Aim of the exercise: From the line containing "Ok(SocketAddr::new(ip, port))" through the last line of the data, return those lines exactly as written and nothing more.

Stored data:
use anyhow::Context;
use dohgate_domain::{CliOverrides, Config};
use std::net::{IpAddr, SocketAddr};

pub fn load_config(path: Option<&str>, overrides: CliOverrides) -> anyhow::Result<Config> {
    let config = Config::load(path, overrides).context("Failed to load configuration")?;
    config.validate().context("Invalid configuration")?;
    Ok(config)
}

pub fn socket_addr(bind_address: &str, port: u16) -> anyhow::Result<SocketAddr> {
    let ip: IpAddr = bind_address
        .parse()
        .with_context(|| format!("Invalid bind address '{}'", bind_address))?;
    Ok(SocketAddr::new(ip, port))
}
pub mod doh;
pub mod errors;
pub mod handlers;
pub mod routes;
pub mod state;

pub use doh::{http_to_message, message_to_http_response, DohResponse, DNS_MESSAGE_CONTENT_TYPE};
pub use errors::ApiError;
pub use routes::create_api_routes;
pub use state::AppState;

Answer to the problem:
    Ok(SocketAddr::new(ip, port))
}
pub mod doh;
pub mod errors;
pub mod handlers;
pub mod routes;
pub mod state;

pub use doh::{http_to_message, message_to_http_response, DohResponse, DNS_MESSAGE_CONTENT_TYPE};
pub use errors::ApiError;
pub use routes::create_api_routes;
pub use state::AppState;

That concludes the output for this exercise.